=== Records to use ===
// SPDX-License-Identifier: PMPL-1.0-or-later
// Copyright (c) 2026 Jonathan D.A. Jewell (hyperpolymath) <jonathan.jewell@open.ac.uk>
//
// File helpers shared by the outbox and ticket queues.
//
// Every write goes to a sibling temp file which is synced and then renamed
// over the target, so readers only ever see the old or the new content.

use std::fs::{self, File};
use std::io::Write;
use std::path::{Path, PathBuf};

use pagetally_core::error::{PageTallyError, Result};
use serde::Serialize;
use serde::de::DeserializeOwned;
use tracing::debug;

/// Extension of job description records.
pub const RECORD_EXT: &str = "json";
/// Extension of job documents.
pub const DOCUMENT_EXT: &str = "pdf";

fn queue_err(action: &str, path: &Path, e: std::io::Error) -> PageTallyError {
    PageTallyError::Queue(format!("{action} {}: {e}", path.display()))
}

fn temp_path(path: &Path) -> PathBuf {
    let mut name = path.file_name().unwrap_or_default().to_os_string();
    name.push(".tmp");
    path.with_file_name(name)
}

/// Replace `path` with `data` without ever leaving a torn file.
pub fn write_bytes_atomic(path: &Path, data: &[u8]) -> Result<()> {
    let tmp = temp_path(path);
    let mut file = File::create(&tmp).map_err(|e| queue_err("create", &tmp, e))?;
    file.write_all(data).map_err(|e| queue_err("write", &tmp, e))?;
    file.sync_all().map_err(|e| queue_err("sync", &tmp, e))?;
    drop(file);
    fs::rename(&tmp, path).map_err(|e| {
        let _ = fs::remove_file(&tmp);
        queue_err("replace", path, e)
    })?;
    debug!(path = %path.display(), bytes = data.len(), "file replaced");
    Ok(())
}

/// Serialise `value` as pretty JSON and replace `path` atomically.
pub fn write_json_atomic<T: Serialize>(path: &Path, value: &T) -> Result<()> {
    let json = serde_json::to_vec_pretty(value)?;
    write_bytes_atomic(path, &json)
}

pub fn read_json<T: DeserializeOwned>(path: &Path) -> Result<T> {
    let data = fs::read(path).map_err(|e| queue_err("read", path, e))?;
    Ok(serde_json::from_slice(&data)?)
}

/// Remove `path`; `Ok(false)` if it did not exist.
pub fn remove_if_exists(path: &Path) -> Result<bool> {
    match fs::remove_file(path) {
        Ok(()) => Ok(true),
        Err(e) if e.kind() == std::io::ErrorKind::NotFound => Ok(false),
        Err(e) => Err(queue_err("remove", path, e)),
    }
}

/// Sorted stems of the files in `dir` with extension `ext`.
pub fn list_stems(dir: &Path, ext: &str) -> Result<Vec<String>> {
    let entries = match fs::read_dir(dir) {
        Ok(entries) => entries,
        Err(e) if e.kind() == std::io::ErrorKind::NotFound => return Ok(Vec::new()),
        Err(e) => return Err(queue_err("list", dir, e)),
    };
    let mut stems = Vec::new();
    for entry in entries {
        let path = entry.map_err(|e| queue_err("list", dir, e))?.path();
        if path.extension().and_then(|x| x.to_str()) != Some(ext) {
            continue;
        }
        if let Some(stem) = path.file_stem().and_then(|s| s.to_str()) {
            stems.push(stem.to_string());
        }
    }
    stems.sort();
    Ok(stems)
}

/// Reject names that could escape their queue directory.
pub fn validate_name(kind: &str, name: &str) -> Result<()> {
    let bad = name.is_empty()
        || name.starts_with('.')
        || name.contains(['/', '\\', '\0'])
        || name.len() > 200;
    if bad {
        return Err(PageTallyError::Validation(format!("invalid {kind} name {name:?}")));
    }
    Ok(())
}

/// A fresh unique job file name.
pub fn new_job_file() -> String {
    uuid::Uuid::new_v4().simple().to_string()
}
===
Task directions: Exactly as they stand, set down the lines from the top of the data through the line with "and then renamed".

Exercise response:
// SPDX-License-Identifier: PMPL-1.0-or-later
// Copyright (c) 2026 Jonathan D.A. Jewell (hyperpolymath) <jonathan.jewell@open.ac.uk>
//
// File helpers shared by the outbox and ticket queues.
//
// Every write goes to a sibling temp file which is synced and then renamed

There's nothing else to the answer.